A Day Full of Legendary Origins
On this day in economic and business history ...
June 16 is a particularly eventful day for American business. Several of the world's most iconic companies were founded on June 16ths throughout history. Let's take a quick look at the origins of these businesses -- and at some other important events in the history of American capitalism that also happened to take place today.
Birth of the blue oval
Ford Motor was officially created on June 16, 1903. This was almost exactly seven years after Henry Ford first successfully test-drove an automobile he'd built himself. It was not Ford's first effort at building a car company -- two earlier efforts had foundered -- but it would be his last, as the world well knows. Ford Motor was an immediate success and began paying dividends to its private shareholders later that year.
Here's an example of how transformative Ford's influence was on the auto industry: Only 11,235 motor vehicles were built in 1903, and about 15% of them were Ford autos. In 1909, the year after Ford built its first Model T, total production had risen to 124,000 passenger cars. When the 10 millionth Model T rolled off the assembly line in 1924, it was one of 3.2 million passenger cars built that year, and more than half of them were Fords.
Tabulating a dynasty
IBM was created on June 16, 1911, as the result of a merger between three technically inclined manufacturing businesses. It was known as the Computing-Tabulating-Recording Company until 1924 -- the same year that Ford built its 10 millionth Model T. CTR, as it was sometimes known, traced its origins to an inventor named Herman Hollerith, who devised a punched-card tabulator that offered tremendous time savings for enterprises (like the U.S. Census) engaged in the tedium of tallying up vast quantities of data. However, it wasn't Hollerith who built IBM into the business-services behemoth you know today. Much of IBM's character was formed during the tenure of the two Thomas Watsons, a legendary father-and-son executive pair that guided the company for more than half a century. You can read more about IBM's origins and its Watson-driven rise to prominence when you click on this link.

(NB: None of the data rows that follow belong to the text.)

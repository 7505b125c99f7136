// Copyright 2025 eraflo
//
// Licensed under the Apache License, Version 2.0 (the "License");
// you may not use this file except in compliance with the License.
// You may obtain a copy of the License at
//
//     http://www.apache.org/licenses/LICENSE-2.0
//
// Unless required by applicable law or agreed to in writing, software
// distributed under the License is distributed on an "AS IS" BASIS,
// WITHOUT WARRANTIES OR CONDITIONS OF ANY KIND, either express or implied.
// See the License for the specific language governing permissions and
// limitations under the License.

//! Dirty-state tracking and lazy resolution into hardware register images.
//!
//! Every state-setting call mutates the [`CurrentState`] through the tracker
//! and marks the matching [`DirtyState`] group. Before a draw the tracker runs
//! each [`StateAtom`] whose dependencies are dirty; atoms rebuild the
//! [`DerivedState`] and report which [`HardwareDirty`] groups must be
//! re-emitted into the batch.

mod atoms;
mod emit;

pub use self::atoms::{builtin_atoms, IMMEDIATE_WORDS, INVARIANT_STATE};

use crate::renderer::api::*;
use crate::strata_bitflags;
use std::fmt::Debug;
use std::sync::Arc;

strata_bitflags! {
    /// Pipeline state groups changed since the last resolution.
    pub struct DirtyState: u32 {
        /// Rasterizer state.
        const RASTERIZER = 1 << 0;
        /// Blend state.
        const BLEND = 1 << 1;
        /// Blend constant color.
        const BLEND_COLOR = 1 << 2;
        /// Depth and stencil state.
        const DEPTH_STENCIL = 1 << 3;
        /// Stencil reference value.
        const STENCIL_REF = 1 << 4;
        /// Viewport transform.
        const VIEWPORT = 1 << 5;
        /// Scissor rectangle.
        const SCISSOR = 1 << 6;
        /// Sampler states.
        const SAMPLER = 1 << 7;
        /// Sampler views.
        const SAMPLER_VIEW = 1 << 8;
        /// Vertex shader.
        const VERTEX_SHADER = 1 << 9;
        /// Fragment shader.
        const FRAGMENT_SHADER = 1 << 10;
        /// Vertex stage user constants.
        const VERTEX_CONSTANTS = 1 << 11;
        /// Fragment stage user constants.
        const FRAGMENT_CONSTANTS = 1 << 12;
        /// Framebuffer attachments.
        const FRAMEBUFFER = 1 << 13;
        /// Vertex buffer bindings.
        const VERTEX_BUFFERS = 1 << 14;
        /// Index buffer binding.
        const INDEX_BUFFER = 1 << 15;
        /// Vertex element layout.
        const VERTEX_ELEMENTS = 1 << 16;
    }
}

strata_bitflags! {
    /// Hardware packet groups that must be re-emitted before the next primitive.
    pub struct HardwareDirty: u32 {
        /// Context setup that never changes.
        const INVARIANT = 1 << 0;
        /// Immediate state registers.
        const IMMEDIATE = 1 << 1;
        /// Dynamic state registers.
        const DYNAMIC = 1 << 2;
        /// Render target description.
        const STATIC = 1 << 3;
        /// Sampler registers.
        const SAMPLER = 1 << 4;
        /// Texture maps.
        const MAP = 1 << 5;
        /// Fragment program.
        const PROGRAM = 1 << 6;
        /// Fragment constants.
        const CONSTANTS = 1 << 7;
    }
}

/// The state bound through the context's setters.
#[derive(Debug, Clone, Default)]
pub struct CurrentState {
    /// Rasterizer state.
    pub rasterizer: RasterizerState,
    /// Blend state.
    pub blend: BlendState,
    /// Blend constant color.
    pub blend_color: [f32; 4],
    /// Depth and stencil state.
    pub depth_stencil: DepthStencilState,
    /// Stencil reference value.
    pub stencil_ref: u8,
    /// Viewport transform.
    pub viewport: Viewport,
    /// Scissor rectangle, used when the rasterizer enables scissoring.
    pub scissor: ScissorRect,
    /// Bound sampler states, at most [`MAX_SAMPLERS`].
    pub samplers: Vec<SamplerState>,
    /// Bound sampler views, at most [`MAX_SAMPLERS`].
    pub sampler_views: Vec<Arc<Surface>>,
    /// Vertex shader.
    pub vertex_shader: Option<ShaderProgram>,
    /// Fragment shader.
    pub fragment_shader: Option<ShaderProgram>,
    /// User constants indexed by [`ShaderStage::index`].
    pub constants: [Vec<Constant>; 2],
    /// Render targets.
    pub framebuffer: Framebuffer,
    /// Vertex buffer bindings, one per slot.
    pub vertex_buffers: Vec<VertexBufferBinding>,
    /// Index buffer binding.
    pub index_buffer: Option<IndexBufferBinding>,
    /// Vertex element layout.
    pub vertex_elements: Vec<VertexElement>,
}

impl CurrentState {
    /// The user constants of `stage`.
    pub fn constants(&self, stage: ShaderStage) -> &[Constant] {
        &self.constants[stage.index()]
    }
}

/// Hardware register images computed from the [`CurrentState`].
#[derive(Debug, Clone, PartialEq)]
pub struct DerivedState {
    /// Floats per vertex implied by the vertex element layout.
    pub vertex_size: usize,
    /// Immediate registers; word 0 is owned by the vertex layout.
    pub immediate: [u32; IMMEDIATE_WORDS],
    /// Dynamic registers.
    pub dynamic: Vec<u32>,
    /// Render target description.
    pub static_state: Vec<u32>,
    /// Sampler registers.
    pub sampler: Vec<u32>,
    /// Texture map descriptions.
    pub map: Vec<u32>,
    /// Fragment program words.
    pub program: Vec<u32>,
    /// Fragment constants.
    pub constants: Vec<u32>,
}

impl Default for DerivedState {
    fn default() -> Self {
        Self {
            vertex_size: 0,
            immediate: [0; IMMEDIATE_WORDS],
            dynamic: Vec::new(),
            static_state: Vec::new(),
            sampler: Vec::new(),
            map: Vec::new(),
            program: Vec::new(),
            constants: Vec::new(),
        }
    }
}

/// One update routine of the state cache.
pub trait StateAtom: Debug {
    /// A short name used in logs.
    fn name(&self) -> &'static str;

    /// The dirty groups that trigger this atom.
    fn dependencies(&self) -> DirtyState;

    /// Recomputes derived state and returns the hardware groups it changed.
    fn update(&mut self, current: &CurrentState, derived: &mut DerivedState) -> HardwareDirty;
}

/// The context-local pipeline state cache.
#[derive(Debug)]
pub struct StateTracker {
    current: CurrentState,
    derived: DerivedState,
    dirty: DirtyState,
    hardware_dirty: HardwareDirty,
    atoms: Vec<Box<dyn StateAtom>>,
    resolutions: u64,
}

impl Default for StateTracker {
    fn default() -> Self {
        Self::new()
    }
}

impl StateTracker {
    /// Creates a tracker with the built-in atoms and every group dirty.
    pub fn new() -> Self {
        Self {
            current: CurrentState::default(),
            derived: DerivedState::default(),
            dirty: DirtyState::ALL,
            hardware_dirty: HardwareDirty::ALL,
            atoms: builtin_atoms(),
            resolutions: 0,
        }
    }

    /// The bound state.
    pub fn current(&self) -> &CurrentState {
        &self.current
    }

    /// The last resolved register images.
    pub fn derived(&self) -> &DerivedState {
        &self.derived
    }

    /// Groups awaiting resolution.
    pub fn dirty(&self) -> DirtyState {
        self.dirty
    }

    /// Hardware groups awaiting emission.
    pub fn hardware_dirty(&self) -> HardwareDirty {
        self.hardware_dirty
    }

    /// The number of resolutions that found dirty state.
    pub fn resolutions(&self) -> u64 {
        self.resolutions
    }

    /// Marks `groups` as changed.
    pub fn mark_dirty(&mut self, groups: DirtyState) {
        self.dirty.insert(groups);
    }

    /// Applies `change` to the bound state and marks `groups` as changed.
    pub fn modify<R>(&mut self, groups: DirtyState, change: impl FnOnce(&mut CurrentState) -> R) -> R {
        let result = change(&mut self.current);
        self.mark_dirty(groups);
        result
    }

    /// Adds an atom after the built-in ones.
    pub fn register_atom(&mut self, atom: Box<dyn StateAtom>) {
        log::debug!("Registered state atom '{}'", atom.name());
        self.atoms.push(atom);
    }

    /// Runs every atom whose dependencies are dirty, each at most once.
    ///
    /// Returns `false` without doing anything when no group is dirty.
    pub fn resolve_if_dirty(&mut self) -> bool {
        if self.dirty.is_empty() {
            return false;
        }

        let pending = self.dirty;
        for atom in self.atoms.iter_mut() {
            let dependencies = atom.dependencies();
            if !pending.intersects(dependencies) {
                continue;
            }
            let produced = atom.update(&self.current, &mut self.derived);
            log::trace!("State atom '{}' produced {:?}", atom.name(), produced);
            self.hardware_dirty.insert(produced);
            self.dirty.remove(dependencies);
        }

        // Groups consumed directly by draw dispatch have no atom.
        self.dirty = DirtyState::EMPTY;
        self.resolutions += 1;
        log::debug!(
            "Resolved {:?}, hardware dirty {:?}",
            pending,
            self.hardware_dirty
        );
        true
    }

    /// Forces every hardware group to be emitted again, as after a flush.
    pub fn invalidate_hardware(&mut self) {
        self.hardware_dirty = HardwareDirty::ALL;
    }

    /// Drops every surface reference held by the bound state.
    pub(crate) fn release_surfaces(&mut self) {
        self.current.framebuffer.release();
        self.current.sampler_views.clear();
    }
}

#[cfg(test)]
mod tests {
    use super::*;
    use std::sync::Mutex;

    #[derive(Debug)]
    struct CountingAtom {
        dependencies: DirtyState,
        runs: Arc<Mutex<u32>>,
    }

    impl StateAtom for CountingAtom {
        fn name(&self) -> &'static str {
            "counting"
        }

        fn dependencies(&self) -> DirtyState {
            self.dependencies
        }

        fn update(&mut self, _: &CurrentState, _: &mut DerivedState) -> HardwareDirty {
            *self.runs.lock().unwrap() += 1;
            HardwareDirty::EMPTY
        }
    }

    fn resolved_tracker() -> StateTracker {
        let mut tracker = StateTracker::new();
        tracker.resolve_if_dirty();
        tracker
    }

    #[test]
    fn new_tracker_is_fully_dirty() {
        let tracker = StateTracker::new();
        assert_eq!(tracker.dirty(), DirtyState::ALL);
        assert_eq!(tracker.hardware_dirty(), HardwareDirty::ALL);
    }

    #[test]
    fn resolution_clears_dirty_and_is_idempotent() {
        let mut tracker = resolved_tracker();
        assert!(tracker.dirty().is_empty());
        assert_eq!(tracker.resolutions(), 1);
        assert!(!tracker.resolve_if_dirty());
        assert_eq!(tracker.resolutions(), 1);
    }

    #[test]
    fn atom_runs_once_when_several_of_its_groups_are_dirty() {
        let runs = Arc::new(Mutex::new(0));
        let mut tracker = resolved_tracker();
        tracker.register_atom(Box::new(CountingAtom {
            dependencies: DirtyState::BLEND | DirtyState::VIEWPORT | DirtyState::SCISSOR,
            runs: runs.clone(),
        }));

        tracker.mark_dirty(DirtyState::BLEND);
        tracker.mark_dirty(DirtyState::VIEWPORT | DirtyState::SCISSOR);
        assert!(tracker.resolve_if_dirty());
        assert_eq!(*runs.lock().unwrap(), 1);

        tracker.mark_dirty(DirtyState::FRAMEBUFFER);
        tracker.resolve_if_dirty();
        assert_eq!(*runs.lock().unwrap(), 1);
    }

    #[test]
    fn modify_marks_the_group() {
        let mut tracker = resolved_tracker();
        tracker.modify(DirtyState::STENCIL_REF, |state| state.stencil_ref = 7);
        assert_eq!(tracker.current().stencil_ref, 7);
        assert_eq!(tracker.dirty(), DirtyState::STENCIL_REF);
    }

    #[test]
    fn blend_change_only_dirties_immediate_registers() {
        let mut tracker = resolved_tracker();
        tracker.hardware_dirty = HardwareDirty::EMPTY;
        tracker.modify(DirtyState::BLEND, |state| state.blend.enabled = true);
        tracker.resolve_if_dirty();
        assert_eq!(tracker.hardware_dirty(), HardwareDirty::IMMEDIATE);
    }

    #[test]
    fn depth_stencil_change_refreshes_the_stencil_read_mask() {
        let mut tracker = resolved_tracker();
        tracker.hardware_dirty = HardwareDirty::EMPTY;
        tracker.modify(DirtyState::DEPTH_STENCIL, |state| {
            state.depth_stencil.stencil_read_mask = 0x0f
        });
        tracker.resolve_if_dirty();

        assert!(tracker.hardware_dirty().contains(HardwareDirty::DYNAMIC));
        assert_eq!((tracker.derived().dynamic[1] >> 8) & 0xff, 0x0f);
    }

    #[test]
    fn release_surfaces_drops_views_and_attachments() {
        let surface = Surface::new(SurfaceId(1), TextureFormat::Rgba8Unorm, 4, 4);
        let mut tracker = StateTracker::new();
        tracker.modify(DirtyState::SAMPLER_VIEW, |state| {
            state.sampler_views.push(surface.clone())
        });
        tracker.modify(DirtyState::FRAMEBUFFER, |state| {
            state.framebuffer = Framebuffer::new(4, 4, &[surface.clone()], None).unwrap();
        });
        assert_eq!(Arc::strong_count(&surface), 3);

        tracker.release_surfaces();
        assert_eq!(Arc::strong_count(&surface), 1);
    }
}
// Copyright 2025 eraflo
//
// Licensed under the Apache License, Version 2.0 (the "License");
// you may not use this file except in compliance with the License.
// You may obtain a copy of the License at
//
//     http://www.apache.org/licenses/LICENSE-2.0
//
// Unless required by applicable law or agreed to in writing, software
// distributed under the License is distributed on an "AS IS" BASIS,
// WITHOUT WARRANTIES OR CONDITIONS OF ANY KIND, either express or implied.
// See the License for the specific language governing permissions and
// limitations under the License.

use crate::renderer::api::*;
use crate::renderer::error::{RenderError, ResourceError};
use std::fmt::Debug;

/// The device (screen) a context records for.
///
/// The device is externally owned and shared between contexts; a context only
/// keeps an `Arc` to it.
pub trait GraphicsDevice: Send + Sync + Debug + 'static {
    /// Allocates a command batch.
    /// ## Arguments
    /// * `descriptor` - The batch size and label.
    /// ## Errors
    /// * `ResourceError` - If the device cannot allocate the batch.
    fn create_batch(&self, descriptor: &BatchDescriptor) -> Result<BatchHandle, ResourceError>;

    /// Releases a batch allocated by [`GraphicsDevice::create_batch`].
    fn destroy_batch(&self, batch: BatchHandle);

    /// Submits the recorded words of `batch` for execution.
    ///
    /// Submission is synchronous: the call returns once the device accepted the words.
    /// ## Errors
    /// * `RenderError::SubmissionFailed` - If the device rejects the batch.
    fn submit_batch(&self, batch: BatchHandle, words: &[u32]) -> Result<(), RenderError>;

    /// Describes the device.
    fn device_info(&self) -> DeviceInfo;

    /// Indicates whether the device can drive the given rasterize path.
    fn supports_path(&self, path: RasterizePath) -> bool;
}
// Copyright 2025 eraflo
//
// Licensed under the Apache License, Version 2.0 (the "License");
// you may not use this file except in compliance with the License.
// You may obtain a copy of the License at
//
//     http://www.apache.org/licenses/LICENSE-2.0
//
// Unless required by applicable law or agreed to in writing, software
// distributed under the License is distributed on an "AS IS" BASIS,
// WITHOUT WARRANTIES OR CONDITIONS OF ANY KIND, either express or implied.
// See the License for the specific language governing permissions and
// limitations under the License.

//! Rasterize stages turn assembled primitives into batch packets.

use super::batch::BatchRecorder;
use super::command::{float_words, Opcode};
use super::state::StateTracker;
use crate::renderer::api::RasterizePath;
use crate::renderer::error::RenderError;
use crate::renderer::traits::{Primitive, PrimitiveKind};

/// Words of the `PRIM_VBUF` packet closing a vertex run.
const PRIM_VBUF_WORDS: usize = 4;

/// The stage installed on a context, picked once at creation.
#[derive(Debug)]
pub enum RasterizeStage {
    /// Vertices are staged into runs, one `PRIM_VBUF` per run.
    VertexBuffer(VbufStage),
    /// Each primitive becomes one `PRIM_INLINE` packet.
    DirectRender(RenderStage),
}

impl RasterizeStage {
    /// Builds the stage for `path`.
    pub fn new(path: RasterizePath) -> Self {
        match path {
            RasterizePath::VertexBuffer => RasterizeStage::VertexBuffer(VbufStage::default()),
            RasterizePath::DirectRender => RasterizeStage::DirectRender(RenderStage::default()),
        }
    }

    /// The path this stage implements.
    pub fn path(&self) -> RasterizePath {
        match self {
            RasterizeStage::VertexBuffer(_) => RasterizePath::VertexBuffer,
            RasterizeStage::DirectRender(_) => RasterizePath::DirectRender,
        }
    }

    /// Records one primitive.
    pub fn emit_primitive(
        &mut self,
        primitive: &Primitive<'_>,
        batch: &mut BatchRecorder,
        state: &mut StateTracker,
    ) -> Result<(), RenderError> {
        debug_assert_eq!(
            primitive.vertices.len(),
            primitive.kind.vertex_count() * primitive.vertex_size
        );
        match self {
            RasterizeStage::VertexBuffer(stage) => stage.emit_primitive(primitive, batch, state),
            RasterizeStage::DirectRender(stage) => stage.emit_primitive(primitive, batch, state),
        }
    }

    /// Writes out anything staged by the current draw.
    pub fn finish(
        &mut self,
        batch: &mut BatchRecorder,
        state: &mut StateTracker,
    ) -> Result<(), RenderError> {
        match self {
            RasterizeStage::VertexBuffer(stage) => stage.finish_run(batch, state),
            RasterizeStage::DirectRender(_) => Ok(()),
        }
    }

    /// Forgets whatever the current draw staged, after a failed draw.
    pub fn discard(&mut self) {
        if let RasterizeStage::VertexBuffer(stage) = self {
            stage.vertices.clear();
            stage.vertex_count = 0;
        }
    }

    /// Drops staged data that was never written out.
    pub fn release(self) {
        if let RasterizeStage::VertexBuffer(stage) = &self {
            if stage.vertex_count > 0 {
                log::debug!("Discarding {} staged vertices", stage.vertex_count);
            }
        }
    }
}

/// Collects the vertices of a topology run before emitting them together.
#[derive(Debug, Default)]
pub struct VbufStage {
    kind: Option<PrimitiveKind>,
    vertex_size: usize,
    vertices: Vec<f32>,
    vertex_count: usize,
    runs: u64,
}

impl VbufStage {
    /// The number of runs written so far.
    pub fn runs(&self) -> u64 {
        self.runs
    }

    /// The most vertices one run can hold, a whole number of primitives.
    fn max_run_vertices(
        kind: PrimitiveKind,
        vertex_size: usize,
        batch: &BatchRecorder,
        state: &StateTracker,
    ) -> usize {
        let overhead = state.full_state_words() + 1 + 1 + PRIM_VBUF_WORDS;
        let room = batch.capacity().saturating_sub(overhead);
        let vertices = room / vertex_size.max(1);
        vertices - vertices % kind.vertex_count()
    }

    fn emit_primitive(
        &mut self,
        primitive: &Primitive<'_>,
        batch: &mut BatchRecorder,
        state: &mut StateTracker,
    ) -> Result<(), RenderError> {
        if self.kind != Some(primitive.kind) || self.vertex_size != primitive.vertex_size {
            self.finish_run(batch, state)?;
            self.kind = Some(primitive.kind);
            self.vertex_size = primitive.vertex_size;
        }

        let count = primitive.kind.vertex_count();
        let max = Self::max_run_vertices(primitive.kind, primitive.vertex_size, batch, state);
        if max < count {
            return Err(RenderError::PacketTooLarge {
                words: state.full_state_words() + 2 + PRIM_VBUF_WORDS + primitive.vertices.len(),
                capacity: batch.capacity(),
            });
        }
        if self.vertex_count + count > max {
            self.finish_run(batch, state)?;
        }

        self.vertices.extend_from_slice(primitive.vertices);
        self.vertex_count += count;
        Ok(())
    }

    fn finish_run(
        &mut self,
        batch: &mut BatchRecorder,
        state: &mut StateTracker,
    ) -> Result<(), RenderError> {
        let Some(kind) = self.kind else {
            return Ok(());
        };
        if self.vertex_count == 0 {
            return Ok(());
        }

        let words = 1 + self.vertices.len() + PRIM_VBUF_WORDS;
        let result = state.prepare_batch(batch, words).map(|()| {
            batch.push(Opcode::VertexData, float_words(&self.vertices));
            batch.push(
                Opcode::PrimVbuf,
                &[
                    kind as u32,
                    self.vertex_count as u32,
                    self.vertex_size as u32,
                ],
            );
        });

        log::trace!("Vertex run of {} {:?} vertices", self.vertex_count, kind);
        self.vertices.clear();
        self.vertex_count = 0;
        self.runs += 1;
        result
    }
}

/// Emits every primitive inline.
#[derive(Debug, Default)]
pub struct RenderStage {
    scratch: Vec<u32>,
}

impl RenderStage {
    fn emit_primitive(
        &mut self,
        primitive: &Primitive<'_>,
        batch: &mut BatchRecorder,
        state: &mut StateTracker,
    ) -> Result<(), RenderError> {
        self.scratch.clear();
        self.scratch
            .extend([primitive.kind as u32, primitive.vertex_size as u32]);
        self.scratch.extend_from_slice(float_words(primitive.vertices));

        state.prepare_batch(batch, 1 + self.scratch.len())?;
        batch.push(Opcode::PrimInline, &self.scratch);
        Ok(())
    }
}

#[cfg(test)]
mod tests {
    use super::*;
    use crate::context::command::{Packet, PacketReader};
    use crate::context::testing::RecordingDevice;
    use std::sync::Arc;

    fn setup(capacity: usize) -> (Arc<RecordingDevice>, BatchRecorder, StateTracker) {
        let device = Arc::new(RecordingDevice::default());
        let batch = BatchRecorder::create(device.clone(), capacity, "stage").unwrap();
        let mut state = StateTracker::new();
        state.resolve_if_dirty();
        (device, batch, state)
    }

    fn triangle(vertices: &[f32]) -> Primitive<'_> {
        Primitive {
            kind: PrimitiveKind::Triangle,
            vertex_size: 2,
            vertices,
        }
    }

    fn draw_packets(words: &[u32]) -> Vec<Packet<'_>> {
        PacketReader::new(words)
            .map(|packet| packet.unwrap())
            .filter(|packet| !packet.opcode.is_state())
            .collect()
    }

    #[test]
    fn vbuf_stage_emits_one_run_per_draw() {
        let (_device, mut batch, mut state) = setup(1024);
        let mut stage = RasterizeStage::new(RasterizePath::VertexBuffer);
        let vertices = [0.0, 0.0, 1.0, 0.0, 0.0, 1.0];

        stage.emit_primitive(&triangle(&vertices), &mut batch, &mut state).unwrap();
        stage.emit_primitive(&triangle(&vertices), &mut batch, &mut state).unwrap();
        assert!(batch.is_empty());
        stage.finish(&mut batch, &mut state).unwrap();

        let packets = draw_packets(batch.words());
        assert_eq!(packets.len(), 2);
        assert_eq!(packets[0].opcode, Opcode::VertexData);
        assert_eq!(packets[0].payload.len(), 12);
        assert_eq!(packets[1].opcode, Opcode::PrimVbuf);
        assert_eq!(packets[1].payload, &[PrimitiveKind::Triangle as u32, 6, 2]);
    }

    #[test]
    fn vbuf_stage_starts_a_new_run_when_the_kind_changes() {
        let (_device, mut batch, mut state) = setup(1024);
        let mut stage = RasterizeStage::new(RasterizePath::VertexBuffer);
        let line = Primitive {
            kind: PrimitiveKind::Line,
            vertex_size: 2,
            vertices: &[0.0, 0.0, 1.0, 1.0],
        };

        stage.emit_primitive(&triangle(&[0.0; 6]), &mut batch, &mut state).unwrap();
        stage.emit_primitive(&line, &mut batch, &mut state).unwrap();
        stage.finish(&mut batch, &mut state).unwrap();

        let runs: Vec<_> = draw_packets(batch.words())
            .into_iter()
            .filter(|packet| packet.opcode == Opcode::PrimVbuf)
            .map(|packet| packet.payload[0])
            .collect();
        assert_eq!(
            runs,
            vec![PrimitiveKind::Triangle as u32, PrimitiveKind::Line as u32]
        );
    }

    #[test]
    fn long_runs_are_split_on_primitive_boundaries() {
        let (device, mut batch, mut state) = setup(64);
        let mut stage = RasterizeStage::new(RasterizePath::VertexBuffer);
        for _ in 0..20 {
            stage.emit_primitive(&triangle(&[0.5; 6]), &mut batch, &mut state).unwrap();
        }
        stage.finish(&mut batch, &mut state).unwrap();

        let mut total = 0;
        let submitted = device.submissions();
        for words in submitted.iter().map(Vec::as_slice).chain([batch.words()]) {
            for packet in draw_packets(words) {
                if packet.opcode == Opcode::PrimVbuf {
                    assert_eq!(packet.payload[1] % 3, 0);
                    total += packet.payload[1];
                }
            }
        }
        assert_eq!(total, 60);
        assert!(!submitted.is_empty());
    }

    #[test]
    fn direct_stage_emits_each_primitive_inline() {
        let (_device, mut batch, mut state) = setup(1024);
        let mut stage = RasterizeStage::new(RasterizePath::DirectRender);
        let vertices = [0.0, 0.0, 1.0, 0.0, 0.0, 1.0];
        stage.emit_primitive(&triangle(&vertices), &mut batch, &mut state).unwrap();
        stage.emit_primitive(&triangle(&vertices), &mut batch, &mut state).unwrap();
        stage.finish(&mut batch, &mut state).unwrap();

        let packets = draw_packets(batch.words());
        assert_eq!(packets.len(), 2);
        assert!(packets.iter().all(|p| p.opcode == Opcode::PrimInline));
        assert_eq!(packets[0].payload[..2], [PrimitiveKind::Triangle as u32, 2]);
        assert_eq!(f32::from_bits(packets[0].payload[4]), 1.0);
    }

    #[test]
    fn state_is_emitted_before_the_first_primitive() {
        let (_device, mut batch, mut state) = setup(1024);
        let mut stage = RasterizeStage::new(RasterizePath::DirectRender);
        stage.emit_primitive(&triangle(&[0.0; 6]), &mut batch, &mut state).unwrap();

        let first = PacketReader::new(batch.words()).next().unwrap().unwrap();
        assert_eq!(first.opcode, Opcode::Invariant);
        assert!(state.hardware_dirty().is_empty());
    }
}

Another business-oriented computing leader begins
Oracle also began its life on the same date as its longtime peer IBM, as it was founded on June 16, 1977, as Software Development Laboratories. In fact, IBM has a great deal to do with Larry Ellison's decision to create the company that would grow into one of IBM's greatest challengers in software-focused business services. A research paper published in IBM's Journal of Research and Development during the mid-1970s clued Ellison into the principles of relational database management, which remains the core of Oracle's business today. IBM didn't see the value in commercializing the concept, and their loss became Ellison and Oracle's enduring gain -- Oracle has since grown to become the second-largest software company in the world, worth two-thirds of what IBM is today.
Maybe you should have stuck to the city
The City Bank of New York -- forerunner to Citigroup -- was formed in New York City on June 16, 1812, just as the United States was about to enter its second war with England. According to Citi itself, the bank began with $2 million in capital and 22 employees. Revolutionary War Col. Samuel Osgood is credited with founding the bank, and he brought the lessons he'd learned as director of the Bank of North America to bear on expanding banking in then-finance-unfriendly New York City. Strange as it may seem, there was a time when New York City didn't like the financial industry, and it took the bank more than a year to get chartered. Despite this opposition, Osgood persevered, and the City Bank took up residence on Wall Street alongside the Bank of New York and the Bank of the United States.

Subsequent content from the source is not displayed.